Below are records; quote them exactly from the first line through the line that contains "use sqlx::PgPool;".

---------- The input ----------

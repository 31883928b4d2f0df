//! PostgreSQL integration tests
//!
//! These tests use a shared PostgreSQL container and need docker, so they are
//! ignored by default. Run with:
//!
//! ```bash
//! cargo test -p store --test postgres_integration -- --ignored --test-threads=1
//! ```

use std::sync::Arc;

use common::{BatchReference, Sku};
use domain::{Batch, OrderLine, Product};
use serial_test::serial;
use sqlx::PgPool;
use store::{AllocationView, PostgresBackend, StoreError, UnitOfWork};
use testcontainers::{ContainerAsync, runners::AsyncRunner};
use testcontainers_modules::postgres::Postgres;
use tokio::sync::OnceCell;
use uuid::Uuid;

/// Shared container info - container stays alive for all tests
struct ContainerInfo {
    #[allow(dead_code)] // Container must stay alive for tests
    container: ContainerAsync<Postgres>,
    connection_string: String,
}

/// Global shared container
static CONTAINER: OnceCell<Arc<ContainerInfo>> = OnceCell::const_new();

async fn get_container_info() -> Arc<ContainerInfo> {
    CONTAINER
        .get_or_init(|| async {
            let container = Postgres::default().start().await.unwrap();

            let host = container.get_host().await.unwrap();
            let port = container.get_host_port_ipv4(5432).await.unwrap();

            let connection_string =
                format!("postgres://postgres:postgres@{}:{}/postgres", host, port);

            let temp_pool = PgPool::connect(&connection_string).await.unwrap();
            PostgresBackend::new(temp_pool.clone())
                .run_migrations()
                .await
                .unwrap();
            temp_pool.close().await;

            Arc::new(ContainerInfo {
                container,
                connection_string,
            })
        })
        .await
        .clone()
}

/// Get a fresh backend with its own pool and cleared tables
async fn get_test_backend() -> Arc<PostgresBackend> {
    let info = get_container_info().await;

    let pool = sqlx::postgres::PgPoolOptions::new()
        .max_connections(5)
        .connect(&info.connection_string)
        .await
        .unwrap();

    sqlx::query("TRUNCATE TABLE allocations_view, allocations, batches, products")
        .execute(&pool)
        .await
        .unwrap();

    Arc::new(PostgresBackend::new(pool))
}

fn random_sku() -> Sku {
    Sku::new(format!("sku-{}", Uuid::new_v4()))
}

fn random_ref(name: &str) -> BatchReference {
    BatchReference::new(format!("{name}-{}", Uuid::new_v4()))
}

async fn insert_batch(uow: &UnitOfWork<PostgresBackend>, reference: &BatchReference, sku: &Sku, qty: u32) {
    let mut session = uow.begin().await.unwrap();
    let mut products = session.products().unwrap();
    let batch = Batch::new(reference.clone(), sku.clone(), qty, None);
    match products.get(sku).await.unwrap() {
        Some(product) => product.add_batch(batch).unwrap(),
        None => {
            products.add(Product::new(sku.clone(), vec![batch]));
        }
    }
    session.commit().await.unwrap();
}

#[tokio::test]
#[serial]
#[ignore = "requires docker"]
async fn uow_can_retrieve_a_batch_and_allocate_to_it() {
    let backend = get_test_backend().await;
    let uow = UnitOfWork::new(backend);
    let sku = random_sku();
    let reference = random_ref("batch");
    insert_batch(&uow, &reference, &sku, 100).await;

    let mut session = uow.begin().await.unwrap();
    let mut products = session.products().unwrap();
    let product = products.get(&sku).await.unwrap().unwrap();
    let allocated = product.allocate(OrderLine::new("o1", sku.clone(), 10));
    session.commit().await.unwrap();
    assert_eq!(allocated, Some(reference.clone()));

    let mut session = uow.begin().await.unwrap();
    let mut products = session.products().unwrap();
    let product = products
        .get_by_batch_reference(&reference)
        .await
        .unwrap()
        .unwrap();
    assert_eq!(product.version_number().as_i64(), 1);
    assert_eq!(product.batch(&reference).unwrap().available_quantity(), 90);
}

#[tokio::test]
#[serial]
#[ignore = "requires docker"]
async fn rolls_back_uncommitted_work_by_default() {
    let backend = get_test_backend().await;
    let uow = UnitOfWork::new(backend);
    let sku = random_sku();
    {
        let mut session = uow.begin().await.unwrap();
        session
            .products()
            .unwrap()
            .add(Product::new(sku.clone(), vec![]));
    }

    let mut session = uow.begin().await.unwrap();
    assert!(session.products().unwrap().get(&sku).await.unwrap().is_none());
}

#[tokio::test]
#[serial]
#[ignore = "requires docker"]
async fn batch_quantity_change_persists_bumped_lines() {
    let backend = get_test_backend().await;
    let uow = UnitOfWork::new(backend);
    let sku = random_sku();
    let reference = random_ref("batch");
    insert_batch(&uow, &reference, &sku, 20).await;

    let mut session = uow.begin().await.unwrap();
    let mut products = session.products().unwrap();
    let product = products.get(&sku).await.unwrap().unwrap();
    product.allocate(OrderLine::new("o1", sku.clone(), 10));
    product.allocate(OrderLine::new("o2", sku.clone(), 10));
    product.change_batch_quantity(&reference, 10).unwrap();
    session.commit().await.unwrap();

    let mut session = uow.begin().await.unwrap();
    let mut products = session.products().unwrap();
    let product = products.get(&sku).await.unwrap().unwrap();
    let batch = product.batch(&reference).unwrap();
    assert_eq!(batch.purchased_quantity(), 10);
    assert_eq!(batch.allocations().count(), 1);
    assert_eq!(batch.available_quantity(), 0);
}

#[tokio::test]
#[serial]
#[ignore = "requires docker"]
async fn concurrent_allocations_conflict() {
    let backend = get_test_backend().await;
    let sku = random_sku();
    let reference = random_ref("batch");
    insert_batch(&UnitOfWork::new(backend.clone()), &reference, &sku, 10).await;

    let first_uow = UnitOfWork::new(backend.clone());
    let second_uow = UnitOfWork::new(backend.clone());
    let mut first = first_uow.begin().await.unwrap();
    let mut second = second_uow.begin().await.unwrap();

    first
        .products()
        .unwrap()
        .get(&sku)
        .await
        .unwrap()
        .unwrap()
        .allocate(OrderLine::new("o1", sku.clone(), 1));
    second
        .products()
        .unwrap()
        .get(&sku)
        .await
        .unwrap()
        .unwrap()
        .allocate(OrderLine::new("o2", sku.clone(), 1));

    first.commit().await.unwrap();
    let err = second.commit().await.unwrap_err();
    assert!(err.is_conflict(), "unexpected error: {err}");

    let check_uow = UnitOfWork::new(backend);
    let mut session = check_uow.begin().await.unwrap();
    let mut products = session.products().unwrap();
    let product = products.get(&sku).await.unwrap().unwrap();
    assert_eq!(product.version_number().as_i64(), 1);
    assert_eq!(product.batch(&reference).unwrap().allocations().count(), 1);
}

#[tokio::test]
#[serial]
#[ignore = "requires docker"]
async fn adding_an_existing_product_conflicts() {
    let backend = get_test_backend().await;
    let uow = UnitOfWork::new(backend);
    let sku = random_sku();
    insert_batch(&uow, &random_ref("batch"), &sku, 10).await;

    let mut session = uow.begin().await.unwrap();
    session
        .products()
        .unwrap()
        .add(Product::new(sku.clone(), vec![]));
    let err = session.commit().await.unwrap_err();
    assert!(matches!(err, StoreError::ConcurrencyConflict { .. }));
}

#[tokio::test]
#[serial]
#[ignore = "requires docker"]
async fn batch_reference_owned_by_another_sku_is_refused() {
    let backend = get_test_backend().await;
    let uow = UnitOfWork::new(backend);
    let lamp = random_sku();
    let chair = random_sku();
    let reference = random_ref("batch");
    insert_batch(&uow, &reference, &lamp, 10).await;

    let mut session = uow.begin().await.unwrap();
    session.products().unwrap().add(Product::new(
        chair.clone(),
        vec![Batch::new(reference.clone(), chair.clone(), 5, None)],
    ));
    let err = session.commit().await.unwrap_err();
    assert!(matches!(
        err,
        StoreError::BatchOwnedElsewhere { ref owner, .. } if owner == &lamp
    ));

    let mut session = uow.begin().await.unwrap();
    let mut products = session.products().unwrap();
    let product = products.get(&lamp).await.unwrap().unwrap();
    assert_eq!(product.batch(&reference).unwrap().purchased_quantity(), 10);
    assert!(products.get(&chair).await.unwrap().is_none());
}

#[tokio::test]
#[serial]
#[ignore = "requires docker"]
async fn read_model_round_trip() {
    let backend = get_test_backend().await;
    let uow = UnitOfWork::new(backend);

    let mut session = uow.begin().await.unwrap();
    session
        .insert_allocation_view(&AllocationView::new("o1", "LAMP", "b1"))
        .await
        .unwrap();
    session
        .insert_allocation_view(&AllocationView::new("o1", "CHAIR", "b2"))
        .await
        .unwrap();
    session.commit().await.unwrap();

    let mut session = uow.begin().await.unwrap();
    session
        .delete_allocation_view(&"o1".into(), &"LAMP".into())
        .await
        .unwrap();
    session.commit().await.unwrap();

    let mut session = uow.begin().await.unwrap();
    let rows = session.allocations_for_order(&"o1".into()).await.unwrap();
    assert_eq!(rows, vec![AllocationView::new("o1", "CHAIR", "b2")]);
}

----------

> _Exercise output_
repository 31883928b4d2f0df
//! PostgreSQL integration tests
//!
//! These tests use a shared PostgreSQL container and need docker, so they are
//! ignored by default. Run with:
//!
//! ```bash
//! cargo test -p store --test postgres_integration -- --ignored --test-threads=1
//! ```

use std::sync::Arc;

use common::{BatchReference, Sku};
use domain::{Batch, OrderLine, Product};
use serial_test::serial;
use sqlx::PgPool;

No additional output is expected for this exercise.